So now Hux was left with debating between running home right now and to hell with the heavy drops outside, or waiting here with no way of knowing when the rain would stop.

Hux decided he would rather be home than here. He almost regretted his life choice when the first couple of droplets hit his face and body and legs, but he already looked half like he just went for a swim in a suit. _Fuck you, rain._

He shook his hands, and, hugging his bag close to his chest, started the run of his life.

 

\--

 

So that part about it being the run of Hux's life? He might have exaggerated that a bit, since his legs had already started to protest not even halfway through his exertion. As a result, Hux resorted to walking quickly after that. He couldn't be more drenched than that anyway.

Hux thought about the dogs. They must be itching to get outside, and he really wanted to play with them. But he guessed this was how it was. If everything turned out according to his plan, that would be too perfect, and that would be a cause for some cosmic catastrophes.

He started shedding his clothes the moment he stepped inside, trembling. He longed for some heat on his cold skin.

And it was moments like this that made him want to curl up in a corner and stare into the stillness of his apartment.

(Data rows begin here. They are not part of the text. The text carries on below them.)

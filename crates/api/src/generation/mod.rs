//! Content generation on top of [`LanguageModel`].
//!
//! Prompts live in [`prompts`]; this module sends them and shapes the
//! answers into the records the routes persist.

pub mod markdown;
pub mod prompts;

use serde::{Deserialize, Serialize};
use tracing::{debug, instrument};

use crate::ai::{AiError, LanguageModel, parse_json_output, strip_code_fences};
use crate::crawler::PageContent;
use crate::models::{BusinessAnalysis, Content, Website};
use crate::shopify::Product;

pub use markdown::render_markdown;

pub const DEFAULT_TOPIC_COUNT: usize = 5;
pub const MAX_TOPIC_COUNT: usize = 20;
pub const DEFAULT_WORD_COUNT: u32 = 1200;
pub const MIN_WORD_COUNT: u32 = 300;
pub const MAX_WORD_COUNT: u32 = 4000;
pub const META_TITLE_MAX: usize = 60;
pub const META_DESCRIPTION_MAX: usize = 160;

/// A suggested article.
#[derive(Debug, Clone, PartialEq, Eq, Serialize, Deserialize)]
pub struct TopicIdea {
    pub title: String,
    #[serde(default)]
    pub keyword: String,
    #[serde(default)]
    pub angle: String,
}

#[derive(Debug, Deserialize)]
struct TopicList {
    topics: Vec<TopicIdea>,
}

/// SEO title and description of a content item.
#[derive(Debug, Clone, PartialEq, Eq, Serialize, Deserialize)]
pub struct MetaTags {
    pub meta_title: String,
    pub meta_description: String,
}

impl MetaTags {
    /// Trim both fields and cut them to their length limits.
    #[must_use]
    pub fn clamped(self) -> Self {
        Self {
            meta_title: truncate_at_word_boundary(self.meta_title.trim(), META_TITLE_MAX),
            meta_description: truncate_at_word_boundary(
                self.meta_description.trim(),
                META_DESCRIPTION_MAX,
            ),
        }
    }
}

/// An article split into title and body, with the body rendered.
#[derive(Debug, Clone, PartialEq, Eq)]
pub struct ArticleDraft {
    pub title: String,
    pub body_markdown: String,
    pub body_html: String,
}

impl ArticleDraft {
    /// Build a draft from model output. The leading `# ` line becomes the
    /// title; without one `fallback_title` is used.
    #[must_use]
    pub fn from_markdown(markdown: &str, fallback_title: &str) -> Self {
        let title = markdown::leading_title(markdown).unwrap_or_else(|| fallback_title.trim().to_string());
        let body = markdown::strip_leading_title(markdown).trim_end().to_string();
        let body_html = render_markdown(&body);
        Self {
            title,
            body_markdown: body,
            body_html,
        }
    }
}

/// Clamp a requested word count.
#[must_use]
pub fn clamp_word_count(requested: Option<u32>) -> u32 {
    requested
        .unwrap_or(DEFAULT_WORD_COUNT)
        .clamp(MIN_WORD_COUNT, MAX_WORD_COUNT)
}

/// Cut `text` to at most `max` characters, preferring the last space.
///
/// Trailing punctuation left at the cut is dropped.
#[must_use]
pub fn truncate_at_word_boundary(text: &str, max: usize) -> String {
    if text.chars().count() <= max {
        return text.to_string();
    }

    let cut: String = text.chars().take(max).collect();
    let next_is_break = text.chars().nth(max).is_some_and(char::is_whitespace);
    let kept = if next_is_break {
        cut.as_str()
    } else {
        cut.rfind(char::is_whitespace)
            .and_then(|i| cut.get(..i))
            .filter(|s| !s.trim().is_empty())
            .unwrap_or(&cut)
    };
    kept.trim_end_matches(|c: char| c.is_whitespace() || matches!(c, ',' | ';' | ':' | '-'))
        .to_string()
}

/// Analyze a business from its pages.
///
/// # Errors
///
/// Returns an `AiError` if the model call fails or the answer is not a
/// valid analysis.
#[instrument(skip_all, fields(website_id = %website.id, pages = pages.len()))]
pub async fn analyze_website(
    model: &dyn LanguageModel,
    website: &Website,
    pages: &[PageContent],
) -> Result<BusinessAnalysis, AiError> {
    let completion = model
        .complete(&prompts::analysis_request(website, pages))
        .await?;
    let analysis: BusinessAnalysis = parse_json_output(&completion.text)?;
    if analysis.summary.trim().is_empty() {
        return Err(AiError::EmptyResponse);
    }
    debug!(keywords = analysis.keywords.len(), "Website analyzed");
    Ok(analysis)
}

/// Suggest up to `count` article topics.
///
/// # Errors
///
/// Returns an `AiError` if the model call fails or returns no topics.
#[instrument(skip_all, fields(website_id = %website.id, count))]
pub async fn suggest_topics(
    model: &dyn LanguageModel,
    website: &Website,
    analysis: &BusinessAnalysis,
    count: usize,
) -> Result<Vec<TopicIdea>, AiError> {
    let count = count.clamp(1, MAX_TOPIC_COUNT);
    let completion = model
        .complete(&prompts::topics_request(website, analysis, count))
        .await?;

    // Some models answer with a bare array instead of {"topics": [...]}.
    let topics = parse_json_output::<TopicList>(&completion.text)
        .map(|list| list.topics)
        .or_else(|_| parse_json_output::<Vec<TopicIdea>>(&completion.text))?;

    let topics: Vec<TopicIdea> = topics
        .into_iter()
        .filter(|t| !t.title.trim().is_empty())
        .take(count)
        .collect();
    if topics.is_empty() {
        return Err(AiError::EmptyResponse);
    }
    Ok(topics)
}

/// Rewrite an article following `instructions`.
///
/// # Errors
///
/// Returns an `AiError` if the model call fails or answers with nothing.
#[instrument(skip_all, fields(content_id = %content.id))]
pub async fn rewrite_article(
    model: &dyn LanguageModel,
    website: &Website,
    content: &Content,
    instructions: &str,
) -> Result<ArticleDraft, AiError> {
    let completion = model
        .complete(&prompts::rewrite_request(website, content, instructions))
        .await?;
    let markdown = strip_code_fences(&completion.text);
    if markdown.is_empty() {
        return Err(AiError::EmptyResponse);
    }
    Ok(ArticleDraft::from_markdown(markdown, &content.title))
}

/// Generate meta title and description within their length limits.
///
/// # Errors
///
/// Returns an `AiError` if the model call fails or the answer cannot be
/// parsed.
#[instrument(skip_all, fields(content_id = %content.id))]
pub async fn generate_meta(
    model: &dyn LanguageModel,
    website: &Website,
    content: &Content,
) -> Result<MetaTags, AiError> {
    let completion = model
        .complete(&prompts::meta_request(website, content))
        .await?;
    let meta: MetaTags = parse_json_output(&completion.text)?;
    let meta = meta.clamped();
    if meta.meta_title.is_empty() {
        return Err(AiError::EmptyResponse);
    }
    Ok(meta)
}

/// Generate an HTML product description.
///
/// # Errors
///
/// Returns an `AiError` if the model call fails or answers with nothing.
#[instrument(skip_all, fields(product_id = %product.id))]
pub async fn generate_product_description(
    model: &dyn LanguageModel,
    website: &Website,
    product: &Product,
    instructions: Option<&str>,
) -> Result<String, AiError> {
    let completion = model
        .complete(&prompts::product_description_request(
            website,
            product,
            instructions,
        ))
        .await?;
    let html = strip_code_fences(&completion.text);
    if html.is_empty() {
        return Err(AiError::EmptyResponse);
    }
    Ok(html.to_string())
}

#[cfg(test)]
#[allow(clippy::unwrap_used)]
mod tests {
    use std::sync::Mutex;

    use async_trait::async_trait;
    use chrono::Utc;
    use contentforge_core::{AiProvider, ContentId, ContentKind, ContentStatus, UserId, WebsiteId};
    use sqlx::types::Json;

    use super::*;
    use crate::ai::{Completion, CompletionRequest, TextStream};

    /// Answers every request with a fixed text and records the prompts.
    struct ScriptedModel {
        answer: String,
        seen: Mutex<Vec<CompletionRequest>>,
    }

    impl ScriptedModel {
        fn new(answer: &str) -> Self {
            Self {
                answer: answer.to_string(),
                seen: Mutex::new(Vec::new()),
            }
        }
    }

    #[async_trait]
    impl LanguageModel for ScriptedModel {
        fn provider(&self) -> AiProvider {
            AiProvider::Openai
        }

        fn model(&self) -> &str {
            "scripted"
        }

        async fn complete(&self, request: &CompletionRequest) -> Result<Completion, AiError> {
            self.seen.lock().unwrap().push(request.clone());
            Ok(Completion {
                text: self.answer.clone(),
                provider: AiProvider::Openai,
                model: "scripted".to_string(),
            })
        }

        async fn stream(&self, _request: &CompletionRequest) -> Result<TextStream, AiError> {
            let chunks = vec![Ok(self.answer.clone())];
            Ok(Box::pin(futures::stream::iter(chunks)))
        }
    }

    fn website() -> Website {
        Website {
            id: WebsiteId::new(7),
            user_id: UserId::new(1),
            name: "Acme Coffee".to_string(),
            url: "https://acme.test".to_string(),
            description: None,
            industry: Some("Coffee".to_string()),
            target_audience: None,
            tone: None,
            language: "en".to_string(),
            sitemap_url: None,
            sitemap_urls: Json(vec![]),
            indexed_at: None,
            analysis: None,
            analyzed_at: None,
            created_at: Utc::now(),
            updated_at: Utc::now(),
        }
    }

    fn content() -> Content {
        Content {
            id: ContentId::new(3),
            website_id: WebsiteId::new(7),
            kind: ContentKind::Article,
            title: "Cold Brew Basics".to_string(),
            keywords: vec!["cold brew".to_string()],
            body_markdown: "Steep for 18 hours.".to_string(),
            body_html: "<p>Steep for 18 hours.</p>\n".to_string(),
            meta_title: None,
            meta_description: None,
            status: ContentStatus::Draft,
            platform: None,
            external_id: None,
            external_url: None,
            published_at: None,
            created_at: Utc::now(),
            updated_at: Utc::now(),
        }
    }

    #[test]
    fn test_truncate_at_word_boundary() {
        assert_eq!(truncate_at_word_boundary("short", 60), "short");
        assert_eq!(
            truncate_at_word_boundary("The quick brown fox jumps", 13),
            "The quick"
        );
        assert_eq!(
            truncate_at_word_boundary("The quick brown fox", 15),
            "The quick brown"
        );
        assert_eq!(truncate_at_word_boundary("Hello, world again", 8), "Hello");
        assert_eq!(
            truncate_at_word_boundary("Supercalifragilistic", 5),
            "Super"
        );
    }

    #[test]
    fn test_truncate_counts_chars_not_bytes() {
        let text = "Café crème brûlée recette";
        let out = truncate_at_word_boundary(text, 12);
        assert_eq!(out, "Café crème");
        assert!(out.chars().count() <= 12);
    }

    #[test]
    fn test_clamp_word_count() {
        assert_eq!(clamp_word_count(None), DEFAULT_WORD_COUNT);
        assert_eq!(clamp_word_count(Some(50)), MIN_WORD_COUNT);
        assert_eq!(clamp_word_count(Some(10_000)), MAX_WORD_COUNT);
        assert_eq!(clamp_word_count(Some(900)), 900);
    }

    #[test]
    fn test_article_draft_from_markdown() {
        let draft = ArticleDraft::from_markdown("# Brewing Guide\n\n## Step one\n\nGrind.\n", "Fallback");
        assert_eq!(draft.title, "Brewing Guide");
        assert!(draft.body_markdown.starts_with("## Step one"));
        assert!(draft.body_html.contains("<h2>Step one</h2>"));

        let untitled = ArticleDraft::from_markdown("Just text.", " Fallback ");
        assert_eq!(untitled.title, "Fallback");
    }

    #[tokio::test]
    async fn test_analyze_website_parses_fenced_json() {
        let model = ScriptedModel::new(
            "```json\n{\"summary\": \"Roaster\", \"keywords\": [\"espresso\"]}\n```",
        );
        let analysis = analyze_website(&model, &website(), &[]).await.unwrap();
        assert_eq!(analysis.summary, "Roaster");
        assert_eq!(analysis.keywords, vec!["espresso"]);
        assert!(model.seen.lock().unwrap()[0].json);
    }

    #[tokio::test]
    async fn test_analyze_website_rejects_empty_summary() {
        let model = ScriptedModel::new("{\"summary\": \"  \"}");
        let err = analyze_website(&model, &website(), &[]).await.unwrap_err();
        assert!(matches!(err, AiError::EmptyResponse));
    }

    #[tokio::test]
    async fn test_suggest_topics_caps_count_and_accepts_bare_array() {
        let model = ScriptedModel::new(
            r#"[{"title": "A", "keyword": "a"}, {"title": ""}, {"title": "B"}, {"title": "C"}]"#,
        );
        let topics = suggest_topics(&model, &website(), &BusinessAnalysis::default(), 2)
            .await
            .unwrap();
        assert_eq!(
            topics.iter().map(|t| t.title.as_str()).collect::<Vec<_>>(),
            vec!["A", "B"]
        );
    }

    #[tokio::test]
    async fn test_generate_meta_truncates_overlong_fields() {
        let long_title = "Word ".repeat(20);
        let long_desc = "Sentence ".repeat(30);
        let answer = serde_json::json!({
            "meta_title": long_title,
            "meta_description": long_desc,
        })
        .to_string();
        let model = ScriptedModel::new(&answer);

        let meta = generate_meta(&model, &website(), &content()).await.unwrap();
        assert!(meta.meta_title.chars().count() <= META_TITLE_MAX);
        assert!(meta.meta_description.chars().count() <= META_DESCRIPTION_MAX);
        assert!(meta.meta_title.ends_with("Word"));
    }

    #[tokio::test]
    async fn test_rewrite_keeps_title_when_model_drops_it() {
        let model = ScriptedModel::new("Steep for 12 hours instead.");
        let draft = rewrite_article(&model, &website(), &content(), "shorter")
            .await
            .unwrap();
        assert_eq!(draft.title, "Cold Brew Basics");
        assert_eq!(draft.body_markdown, "Steep for 12 hours instead.");
        let prompt = &model.seen.lock().unwrap()[0].prompt;
        assert!(prompt.contains("shorter"));
    }

    #[tokio::test]
    async fn test_product_description_strips_fences() {
        let model = ScriptedModel::new("```html\n<p>Great mug.</p>\n```");
        let product = Product {
            id: "gid://shopify/Product/1".to_string(),
            title: "Mug".to_string(),
            handle: "mug".to_string(),
            description_html: String::new(),
            status: "ACTIVE".to_string(),
            vendor: String::new(),
            product_type: String::new(),
            tags: vec![],
            online_store_url: None,
            featured_image: None,
            min_price: None,
        };
        let html = generate_product_description(&model, &website(), &product, None)
            .await
            .unwrap();
        assert_eq!(html, "<p>Great mug.</p>");
    }
}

Though this time Hux didn't indulge himself. He made himself go into the shower, because warm spray of water usually lifted his mood somewhat. He also had to force himself to exit the stall, seeing that lingering in there and running water wastefully down the drain was not entirely environmentally friendly. Plus, it would also be bad for his bill come the end of the month.

Hux dried his red hair with one hand, and held his phone in the other, scrolling past meaningless notifications. A thought about calling someone made itself known in his mind -- but  _who?_ He didn't, didn't know anyone he could call at the moment. It was still pouring outside, and that, combining with the gray sky, made everything seem muted and distant. Lights floated outside his window, slowly and quietly.

He microwaved some leftover pasta he made three days ago, and sat looking at it for three minutes after it _pinged_ before taking it out and sniffed. Smelled edible. Hux didn't quite remember how good his mother's pasta was, but he knew it was definitely better than his rip-off version of hers.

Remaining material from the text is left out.